4.1.3 Período de 1891 a 1930: controle político, controle financeiro e controle

Com a proclamação da República, a primeira alteração institucional na área de controle de recursos públicos foi a criação do Tribunal de Contas (TC), como estrutura independente ao Poder Executivo, pelo Decreto n. 966-A, em 7/11/1890.

Na exposição de motivos do Decreto, quatro ideias foram destacadas por Ruy Barbosa, então Ministro e Secretário de Estado dos Negócios da Fazenda, defensor da proposta da instituição de um tribunal independente: 1. o orçamento público deveria ser visto como instituição inviolável e soberana, voltada ao atendimento de demandas públicas com o menor sacrifício possível para os contribuintes; 2. o processo de execução da lei orçamentária

deveria se constituir como sistema capaz de evitar “[...] todos os desvios, todas as vontades e

todos os poderes [...]” que pudessem perturbar o seu curso normal; 3. o compromisso da “[...] fiel execução orçamentária [...]” deveria ser instalado no país; e 4. o sistema de contabilidade do Thesouro Nacional, por ser “[...] defeituoso e fraco [...]”, deveria ser substituído (SILVA, 1999, p.158).

Como nenhuma estrutura de gestão ou de controle, externo ou interno, pode prover o exato cumprimento de ações planejadas ou evitar todos os desvios, verifica-se a estratégia simbólica e discursiva dos agentes para ampliar as suas condições de influência nas decisões sobre as disputas específicas para estruturar o novo mecanismo de controle sobre a despesa pública.

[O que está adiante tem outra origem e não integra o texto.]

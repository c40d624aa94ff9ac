//! `ccstab process`: validate a submission against the reference databases
//! and merge the surviving rows into the hosted table on GitHub.
//!
//! Stream discipline: progress and warnings go to stderr; stdout carries
//! the preview text (with `--preview`) and the final JSON run summary.

use std::collections::HashMap;
use std::path::PathBuf;

use ccstab_curate::{CurateError, CurationSummary};
use ccstab_github_client::{preview_text, GithubClient, GithubError};
use ccstab_refdata::ReferenceLookup;
use ccstab_table::{to_agilent, Table, TableError};

use crate::credentials;
use crate::exit_codes;
use crate::fetch;
use crate::util;
use crate::CliError;

// ── Constants ───────────────────────────────────────────────────────

/// Hosted table path inside the repository.
const MASTER_TSV_PATH: &str = "data/metabolitedata.tsv";
/// Derived Agilent export path inside the repository.
const AGILENT_TSV_PATH: &str = "data/metabolitedataAgilent.tsv";

const DUPLICATE_ROWS_FILE: &str = "DuplicateRows.tsv";
const WARNING_ROWS_FILE: &str = "WarningFile.tsv";
const MISSING_KEGG_FILE: &str = "NoKeggFile.tsv";
const VALIDATION_REPORT_FILE: &str = "ValidationApi.txt";
const GOODTABLES_OUTPUT_FILE: &str = "GoodTablesApiOutput.txt";

// ── Options ─────────────────────────────────────────────────────────

/// Everything `ccstab process` needs, resolved from flags and environment
/// by `main`.
pub struct ProcessOptions {
    pub input: PathBuf,
    pub ignore_validation: bool,
    pub preview: bool,
    pub user: Option<String>,
    pub password: Option<String>,
    pub owner: String,
    pub repo: String,
    pub branch: String,
    pub out_dir: PathBuf,
    pub message: String,
    pub pubchem_base: String,
    pub kegg_base: String,
    pub goodtables_base: String,
    pub schema_url: String,
    pub github_api_base: Option<String>,
}

// ── Entry point ─────────────────────────────────────────────────────

pub fn cmd_process(opts: ProcessOptions) -> Result<(), CliError> {
    let content = util::read_file_as_utf8(&opts.input)?;
    let mut candidate = Table::parse(&content, '\t', true);
    for warning in candidate.warnings() {
        eprintln!("warning: {}: {}", opts.input.display(), warning);
    }
    eprintln!(
        "Found {} records in local file {}",
        candidate.len(),
        opts.input.display(),
    );
    let submitted = candidate.len();

    let renames = header_renames();
    candidate.update_headers(&renames);

    let github = build_github(&opts)?;
    let mut main_table = match github.get_file(MASTER_TSV_PATH).map_err(github_error)? {
        Some(remote) => {
            let table = Table::parse(&remote.content, '\t', true);
            eprintln!(
                "Found {} records in {} retrieved from GitHub",
                table.len(),
                MASTER_TSV_PATH,
            );
            table
        }
        // First run against an empty repository: adopt the submission's schema
        None => candidate.empty_like(),
    };
    main_table.update_headers(&renames);

    let mut validation = "skipped";
    let mut reports: Vec<String> = Vec::new();
    let mut engine_summary: Option<CurationSummary> = None;

    let duplicate_count;
    let merge_ready;

    if !opts.ignore_validation {
        let lookup = build_lookup(&opts, &candidate)?;
        let result = ccstab_curate::run(candidate, &main_table, &lookup).map_err(curate_error)?;

        if !result.merge_ready.is_empty() {
            eprintln!("Validating data file with GoodTables");
            match fetch::validate_table(
                &opts.goodtables_base,
                &opts.schema_url,
                &result.merge_ready.serialize(true),
            ) {
                Ok(verdict) if verdict.success => validation = "passed",
                Ok(verdict) => {
                    validation = "failed";
                    let path = opts.out_dir.join(GOODTABLES_OUTPUT_FILE);
                    let pretty = serde_json::to_string_pretty(&verdict.raw)
                        .unwrap_or_else(|_| verdict.raw.to_string());
                    util::write_file(&path, &pretty)?;
                    reports.push(path.display().to_string());
                    eprintln!("GoodTables reports errors; see {}", GOODTABLES_OUTPUT_FILE);
                    eprintln!(
                        "Note that data with N/A in columns that expect a number will be \
                         flagged as an error by GoodTables; those errors can be ignored",
                    );
                }
                Err(e) => {
                    validation = "unavailable";
                    eprintln!("warning: table validation skipped: {}", e.message);
                }
            }
        }

        for (name, content) in [
            (VALIDATION_REPORT_FILE, result.diagnostics.clone()),
            (DUPLICATE_ROWS_FILE, result.duplicates.serialize(true)),
            (WARNING_ROWS_FILE, result.mismatches.serialize(true)),
            (MISSING_KEGG_FILE, result.missing_reference.serialize(true)),
        ] {
            let path = opts.out_dir.join(name);
            util::write_file(&path, &content)?;
            reports.push(path.display().to_string());
        }

        if result.summary.mismatches > 0 {
            eprintln!("Warnings were encountered; see file {}", WARNING_ROWS_FILE);
        }
        if result.summary.missing_reference > 0 {
            eprintln!("Warnings were encountered; see file {}", MISSING_KEGG_FILE);
        }

        duplicate_count = result.summary.duplicates;
        engine_summary = Some(result.summary);
        merge_ready = result.merge_ready;
    } else {
        eprintln!("Ignoring validation, skipping to file upload.");
        duplicate_count = 0;
        merge_ready = candidate;
    }

    let mut disposition = "none";
    let mut pushed: Vec<serde_json::Value> = Vec::new();

    if merge_ready.is_empty() {
        eprintln!(
            "No new compounds were found; see {} for the {} skipped compounds",
            DUPLICATE_ROWS_FILE, duplicate_count,
        );
    } else {
        main_table.concat(merge_ready).map_err(schema_error)?;

        let main_text = main_table.serialize(true);
        let agilent_text = to_agilent(&main_table).map_err(schema_error)?;

        if opts.preview {
            disposition = "preview";
            println!("{}", preview_text(MASTER_TSV_PATH, &main_text));
            println!("{}", preview_text(AGILENT_TSV_PATH, &agilent_text));
        } else {
            disposition = "uploaded";
            for (path, text) in [(MASTER_TSV_PATH, &main_text), (AGILENT_TSV_PATH, &agilent_text)] {
                let outcome = github.upload(path, text, &opts.message).map_err(github_error)?;
                eprintln!("{} {}", path, outcome);
                pushed.push(serde_json::json!({
                    "path": path,
                    "outcome": outcome.to_string(),
                }));
            }
        }
    }

    let summary = serde_json::json!({
        "input": opts.input.display().to_string(),
        "submitted_rows": submitted,
        "duplicates": engine_summary.map(|s| s.duplicates),
        "valid": engine_summary.map(|s| s.valid),
        "missing_reference": engine_summary.map(|s| s.missing_reference),
        "mismatches": engine_summary.map(|s| s.mismatches),
        "validation": validation,
        "reports": reports,
        "upload": { "disposition": disposition, "files": pushed },
        "finished_at": chrono::Utc::now().to_rfc3339(),
    });
    println!(
        "{}",
        serde_json::to_string_pretty(&summary).unwrap_or_else(|_| summary.to_string()),
    );

    Ok(())
}

/// `ccstab agilent`: render the Agilent layout for a local table.
pub fn cmd_agilent(input: PathBuf, output: Option<PathBuf>) -> Result<(), CliError> {
    let content = util::read_file_as_utf8(&input)?;
    let mut table = Table::parse(&content, '\t', true);
    table.update_headers(&header_renames());

    let rendered = to_agilent(&table).map_err(schema_error)?;
    match output {
        Some(path) => util::write_file(&path, &rendered)?,
        None => print!("{}", rendered),
    }
    Ok(())
}

// ── Helpers ─────────────────────────────────────────────────────────

/// Legacy submissions name the CID column `cid`.
fn header_renames() -> HashMap<String, String> {
    HashMap::from([("cid".to_string(), "PubChem CID".to_string())])
}

fn build_github(opts: &ProcessOptions) -> Result<GithubClient, CliError> {
    let creds = credentials::resolve(opts.user.clone(), opts.password.clone())?;
    let mut github = GithubClient::new(&opts.owner, &opts.repo).with_branch(&opts.branch);
    if let Some(base) = &opts.github_api_base {
        github = github.with_api_base(base);
    }
    if let Some(creds) = creds {
        github = github.with_credentials(creds);
    }
    Ok(github)
}

/// Collect ids from the candidate and fetch both reference sources.
/// Unparseable CID cells are left for the curation engine, which reports
/// them with their source line.
fn build_lookup(opts: &ProcessOptions, candidate: &Table) -> Result<ReferenceLookup, CliError> {
    let cids: Vec<u64> = candidate
        .column("pubchem cid")
        .map_err(schema_error)?
        .iter()
        .filter(|v| !v.is_empty())
        .filter_map(|v| v.parse().ok())
        .collect();
    let kegg_ids: Vec<String> = candidate
        .column("kegg")
        .map_err(schema_error)?
        .iter()
        .filter(|v| !v.is_empty())
        .cloned()
        .collect();

    let mut lookup = ReferenceLookup::new();
    eprintln!("Fetching {} compounds from PubChem", cids.len());
    fetch::fetch_pubchem(&opts.pubchem_base, &cids, &mut lookup)?;
    eprintln!("Fetching {} entries from KEGG", kegg_ids.len());
    fetch::fetch_kegg(&opts.kegg_base, &kegg_ids, &mut lookup)?;
    Ok(lookup)
}

// ── Error mapping ───────────────────────────────────────────────────

fn curate_error(err: CurateError) -> CliError {
    let code = match &err {
        CurateError::MissingColumn { .. } | CurateError::Table(_) => exit_codes::EXIT_SCHEMA,
        CurateError::InvalidPubchemId { .. } | CurateError::InvalidMass { .. } => {
            exit_codes::EXIT_PARSE
        }
        CurateError::MissingReferenceLookup { .. } => exit_codes::EXIT_LOOKUP,
    };
    let hint = match &err {
        CurateError::MissingReferenceLookup { .. } => Some(
            "the reference fetch may have skipped a failing batch; rerun or check the CID"
                .to_string(),
        ),
        _ => None,
    };
    CliError { code, message: err.to_string(), hint }
}

fn schema_error(err: TableError) -> CliError {
    CliError { code: exit_codes::EXIT_SCHEMA, message: err.to_string(), hint: None }
}

fn github_error(err: GithubError) -> CliError {
    let code = match &err {
        GithubError::NotAuthenticated | GithubError::Http(401, _) | GithubError::Http(403, _) => {
            exit_codes::EXIT_GITHUB_AUTH
        }
        _ => exit_codes::EXIT_GITHUB,
    };
    let hint = match &err {
        GithubError::NotAuthenticated => Some(
            "store credentials with `ccstab auth set` or pass --user and --password".to_string(),
        ),
        _ => None,
    };
    CliError { code, message: err.to_string(), hint }
}

// ── Tests ───────────────────────────────────────────────────────────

O Tribunal assume competências que ultrapassam a condição de fiscalizar os atos praticados pelo Executivo. A Constituição Federal de 1981 previu, em seu artigo 89, que o

Tribunal teria finalidade para “[...] liquidar as contas da receita e despesa e verificar a sua legalidade, antes de serem prestadas ao Congresso”.

O Decreto n. 966 – A/1890 previu que ao Tribunal competia examinar e revisar as contas de ministros e responsáveis por dinheiro ou valores da União, propor ao Ministro de Estado dos Negócios da Fazenda suspensão e prisão de responsáveis faltosos, impor multas, fixar débitos e julgar à revelia os que não prestassem contas no prazo devido, dar quitação, liberar valores e cauções garantidoras, enviar o relatório anual dos seus trabalhos ao Ministro de Estado dos Negócios da Fazenda e examinar os decretos, ordens, avisos, tabelas de crédito e outros atos ministeriais que originassem despesas para a Fazenda (BRAZIL, 1890). Desse conjunto de competências, observam-se, além das que são típicas de tribunal independente, algumas administrativas e outras exclusivas de tribunal de justiça.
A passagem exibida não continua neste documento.